Em virtude do reconhecimento desse enorme mistério e da centralidade do mesmo em sua filosofia, Einstein se identificava com o agnosticismo, chegando a declarar que sua postura diante de Deus é idêntica à de um agnóstico. Porém, ele estava mais para um "religioso descrente", como ele mesmo se definiu, do que para um agnóstico típico.
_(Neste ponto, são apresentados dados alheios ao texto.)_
use crate::full_math::{mul_div, q96};
use liquidity_types::{LiquidityError, MAX_SQRT_PRICE_BITS};
use soroban_sdk::{Env, U256};

/// Largest accepted sqrt price: 2^MAX_SQRT_PRICE_BITS - 1
pub fn max_sqrt_price_x96(env: &Env) -> U256 {
    U256::from_u32(env, 1)
        .shl(MAX_SQRT_PRICE_BITS)
        .sub(&U256::from_u32(env, 1))
}

/// Reject sqrt prices above `max_sqrt_price_x96`
pub fn check_sqrt_price(env: &Env, sqrt_price_x96: &U256) -> Result<(), LiquidityError> {
    if *sqrt_price_x96 > max_sqrt_price_x96(env) {
        return Err(LiquidityError::Overflow);
    }
    Ok(())
}

/// Square a Q96 sqrt price into a Q96 price (rounds down)
/// price_x96 = sqrt_price_x96^2 / 2^96
///
/// The raw square of a 160-bit input needs 320 bits; `mul_div` splits it so
/// the result is the exact floor without leaving 256 bits.
pub fn square_x96(env: &Env, sqrt_price_x96: &U256) -> Result<U256, LiquidityError> {
    check_sqrt_price(env, sqrt_price_x96)?;
    mul_div(env, sqrt_price_x96, sqrt_price_x96, &q96(env))
}

#[cfg(test)]
mod tests {
    use super::*;
    use liquidity_types::Q96;
    use soroban_sdk::Env;

    fn u(env: &Env, v: u128) -> U256 {
        U256::from_u128(env, v)
    }

    #[test]
    fn test_square_zero() {
        let env = Env::default();
        assert_eq!(square_x96(&env, &u(&env, 0)), Ok(u(&env, 0)));
    }

    #[test]
    fn test_square_one() {
        let env = Env::default();
        // 1.0 squared is 1.0
        assert_eq!(square_x96(&env, &u(&env, Q96)), Ok(u(&env, Q96)));
    }

    #[test]
    fn test_square_small_integers() {
        let env = Env::default();
        for k in 2u128..=16 {
            let expected = u(&env, k * k).mul(&u(&env, Q96));
            assert_eq!(square_x96(&env, &u(&env, k * Q96)), Ok(expected));
        }
    }

    #[test]
    fn test_square_fraction() {
        let env = Env::default();
        // 0.5^2 = 0.25
        assert_eq!(square_x96(&env, &u(&env, Q96 / 2)), Ok(u(&env, Q96 / 4)));
        // 2^-48 squared is 2^-96, one unit in Q96
        assert_eq!(square_x96(&env, &u(&env, 1u128 << 48)), Ok(u(&env, 1)));
        // Anything below that truncates to zero
        assert_eq!(square_x96(&env, &u(&env, (1u128 << 48) - 1)), Ok(u(&env, 0)));
    }

    #[test]
    fn test_square_truncates() {
        let env = Env::default();
        // (2^96 + 1)^2 / 2^96 = 2^96 + 2 + 2^-96 -> 2^96 + 2
        assert_eq!(
            square_x96(&env, &u(&env, Q96 + 1)),
            Ok(u(&env, Q96 + 2))
        );
    }

    #[test]
    fn test_square_max_bound() {
        let env = Env::default();
        let max = max_sqrt_price_x96(&env);
        // (2^160 - 1)^2 >> 96 = 2^224 - 2^65 + floor(1 / 2^96) = 2^224 - 2^65
        let two_pow_224 = u(&env, 1u128 << 112).mul(&u(&env, 1u128 << 112));
        let expected = two_pow_224.sub(&u(&env, 1u128 << 65));
        assert_eq!(square_x96(&env, &max), Ok(expected));
    }

    #[test]
    fn test_square_above_bound_fails() {
        let env = Env::default();
        let above = max_sqrt_price_x96(&env).add(&u(&env, 1));
        assert_eq!(square_x96(&env, &above), Err(LiquidityError::Overflow));
    }

    #[test]
    fn test_max_sqrt_price_bits() {
        let env = Env::default();
        // 2^160 - 1 = (2^64 - 1) * 2^96 + (2^96 - 1)
        let expected = u(&env, u64::MAX as u128)
            .mul(&u(&env, Q96))
            .add(&u(&env, Q96 - 1));
        assert_eq!(max_sqrt_price_x96(&env), expected);
    }

    #[test]
    fn test_check_sqrt_price() {
        let env = Env::default();
        let max = max_sqrt_price_x96(&env);
        assert_eq!(check_sqrt_price(&env, &max), Ok(()));
        assert_eq!(check_sqrt_price(&env, &u(&env, 0)), Ok(()));
        assert_eq!(
            check_sqrt_price(&env, &max.add(&u(&env, 1))),
            Err(LiquidityError::Overflow)
        );
    }
}
use soroban_sdk::contracterror;

#[contracterror]
#[derive(Copy, Clone, Debug, Eq, PartialEq, PartialOrd, Ord)]
#[repr(u32)]
pub enum LiquidityError {
    /// Lower sqrt price is not strictly below the upper one
    WrongPriceBands = 1,
    /// A value left the supported range (sqrt price bound, 256-bit
    /// intermediates, zero divisor or the output type)
    Overflow = 2,
}
use crate::fixed_point::check_sqrt_price;
use crate::full_math::{mul_div, q96, to_u128};
use liquidity_types::{LiquidityError, RangePosition};
use soroban_sdk::{Env, U256};

/// Fail with `WrongPriceBands` unless lower < upper
pub fn check_price_band(
    sqrt_price_lower_x96: &U256,
    sqrt_price_upper_x96: &U256,
) -> Result<(), LiquidityError> {
    if sqrt_price_lower_x96 >= sqrt_price_upper_x96 {
        return Err(LiquidityError::WrongPriceBands);
    }
    Ok(())
}

/// Calculate liquidity from amount0
/// L = amount0 * sqrt_pa * sqrt_pb / (sqrt_pb - sqrt_pa)
///
/// `amount0` is taken as U256 so callers can pass capital that already
/// includes converted token1 and may exceed u128.
pub fn liquidity_for_amount0(
    env: &Env,
    sqrt_price_lower_x96: &U256,
    sqrt_price_upper_x96: &U256,
    amount0: &U256,
) -> Result<U256, LiquidityError> {
    check_price_band(sqrt_price_lower_x96, sqrt_price_upper_x96)?;

    let intermediate = mul_div(env, sqrt_price_lower_x96, sqrt_price_upper_x96, &q96(env))?;
    mul_div(
        env,
        amount0,
        &intermediate,
        &sqrt_price_upper_x96.sub(sqrt_price_lower_x96),
    )
}

/// Calculate liquidity from amount1
/// L = amount1 / (sqrt_pb - sqrt_pa)
pub fn liquidity_for_amount1(
    env: &Env,
    sqrt_price_lower_x96: &U256,
    sqrt_price_upper_x96: &U256,
    amount1: &U256,
) -> Result<U256, LiquidityError> {
    check_price_band(sqrt_price_lower_x96, sqrt_price_upper_x96)?;

    mul_div(
        env,
        amount1,
        &q96(env),
        &sqrt_price_upper_x96.sub(sqrt_price_lower_x96),
    )
}

/// Calculate amount0 from liquidity
/// amount0 = L * (sqrt_pb - sqrt_pa) / (sqrt_pa * sqrt_pb) = L / sqrt_pa - L / sqrt_pb
///
/// A zero lower sqrt price needs unbounded token0 and fails with `Overflow`.
pub fn amount0_for_liquidity(
    env: &Env,
    sqrt_price_lower_x96: &U256,
    sqrt_price_upper_x96: &U256,
    liquidity: u128,
) -> Result<u128, LiquidityError> {
    check_price_band(sqrt_price_lower_x96, sqrt_price_upper_x96)?;

    let liquidity = U256::from_u128(env, liquidity);
    let q = q96(env);
    let at_lower = mul_div(env, &liquidity, &q, sqrt_price_lower_x96)?;
    let at_upper = mul_div(env, &liquidity, &q, sqrt_price_upper_x96)?;
    to_u128(env, &at_lower.sub(&at_upper))
}

/// Calculate amount1 from liquidity
/// amount1 = L * (sqrt_pb - sqrt_pa)
pub fn amount1_for_liquidity(
    env: &Env,
    sqrt_price_lower_x96: &U256,
    sqrt_price_upper_x96: &U256,
    liquidity: u128,
) -> Result<u128, LiquidityError> {
    check_price_band(sqrt_price_lower_x96, sqrt_price_upper_x96)?;

    let amount1 = mul_div(
        env,
        &U256::from_u128(env, liquidity),
        &sqrt_price_upper_x96.sub(sqrt_price_lower_x96),
        &q96(env),
    )?;
    to_u128(env, &amount1)
}

/// Get the token amounts a position of `liquidity` holds at the pool price
///
/// # Returns
/// (amount0, amount1) - rounded down
pub fn amounts_for_liquidity(
    env: &Env,
    sqrt_pool_price_x96: &U256,
    sqrt_price_lower_x96: &U256,
    sqrt_price_upper_x96: &U256,
    liquidity: u128,
) -> Result<(u128, u128), LiquidityError> {
    check_price_band(sqrt_price_lower_x96, sqrt_price_upper_x96)?;
    check_sqrt_price(env, sqrt_pool_price_x96)?;
    check_sqrt_price(env, sqrt_price_lower_x96)?;
    check_sqrt_price(env, sqrt_price_upper_x96)?;

    match RangePosition::classify(sqrt_pool_price_x96, sqrt_price_lower_x96, sqrt_price_upper_x96) {
        RangePosition::BelowRange => {
            let amount0 =
                amount0_for_liquidity(env, sqrt_price_lower_x96, sqrt_price_upper_x96, liquidity)?;
            Ok((amount0, 0))
        }
        RangePosition::InRange => {
            let amount0 =
                amount0_for_liquidity(env, sqrt_pool_price_x96, sqrt_price_upper_x96, liquidity)?;
            let amount1 =
                amount1_for_liquidity(env, sqrt_price_lower_x96, sqrt_pool_price_x96, liquidity)?;
            Ok((amount0, amount1))
        }
        RangePosition::AboveRange => {
            let amount1 =
                amount1_for_liquidity(env, sqrt_price_lower_x96, sqrt_price_upper_x96, liquidity)?;
            Ok((0, amount1))
        }
    }
}
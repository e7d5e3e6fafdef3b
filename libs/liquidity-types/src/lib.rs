#![no_std]

mod error;
mod range;

pub use error::*;
pub use range::*;

/// Q96 constant (2^96) for fixed-point math
pub const Q96: u128 = 1 << 96;

/// Bit width of the largest accepted sqrt price.
/// Matches the uint160 sqrt price slot of the reference AMM.
pub const MAX_SQRT_PRICE_BITS: u32 = 160;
Sua admiração pelo racionalismo de Spinoza não se coaduna bem com o agnosticismo, que pende muito mais na direção do empirismo positivista, e suas declarações acerca do Absoluto vão muito além do que os agnósticos se julgam capacitados a falar sobre seu Incognoscível. E, do ponto de vista emocional e contemplativo, é provável que Einstein não tivesse os pais do agnosticismo moderno, Herbert Spencer e Thomas Huxley, em mais alta conta que os militantes ateístas. Digo isso porque, apesar de compartilhar tantas idéias com o ateísmo moderno, Einstein se enfurecia diante da mera sugestão de o estar apoiando. Para ele o ateu militante era tão irracional e fanático quanto o religioso fundamentalista e, tornando-se insensível à verdadeira compreensão da divindade por trás do universo e manifesta no mesmo, cometia o erro de, como se diz, jogar fora o bebê com a água do banho.

Einstein não via no ser humano qualquer componente imaterial, e portanto não acreditava na imortalidade da alma ou na sobrevivência de qualquer aspecto da personalidade à morte do corpo. Embora tenha dito que o caminho da religião convencional é fácil demais, considerava que a crença na imortalidade da alma se origina do medo ou do egoísmo, e que deve tornar muito tristes os que crêem nela. O crescimento de movimentos espiritualistas e teosóficos era visto por ele como "nada mais que um sintoma de fraqueza e confusão". Ele cria que todas as nossas experiências internas são apenas "reproduções e combinações de impressões sensoriais" e, mesmo muito depois de ter abandonado o positivismo, ainda considerava a idéia de uma alma incorpórea como "vazia e desprovida de significado" e que a existência de um "eu" é nada mais que pura ilusão gerada pelas nossas limitações cognitivas e de linguagem.

Einstein não compartilhava do desprezo de tantos judeus e livres-pensadores por Jesus. Apesar de acreditar que os evangelhos, assim como os livros dos profetas, contêm quantidades consideráveis de embelezamento poético e mítico, o grande físico cria firmemente na realidade histórica de Jesus e na incomparável grandeza de sua personalidade, que transparecia em cada um de seus ensinamentos. De maneira geral, aliás, ele acreditava que as conquistas intelectuais e práticas dos grandes cientistas e filósofos fizeram menos pela humanidade do que fizeram os grandes luminares, como Jesus, Buda ou Moisés, ao propor elevados ideais morais.

Um comentário:

Anônimo disse...

Oi André.

Dos vários textos que já escreveu esse foi o que menos gostei.

Em minha opinião, a visão de um importante cientista ou homem comum acerca de suas crenças religiosas tem muito do que já viveram e por isso são particulares.

É claro que essa visão afetou a forma como Einstein olhava o Universo, sendo por isso sua escolha pelo determinismo das leis físicas.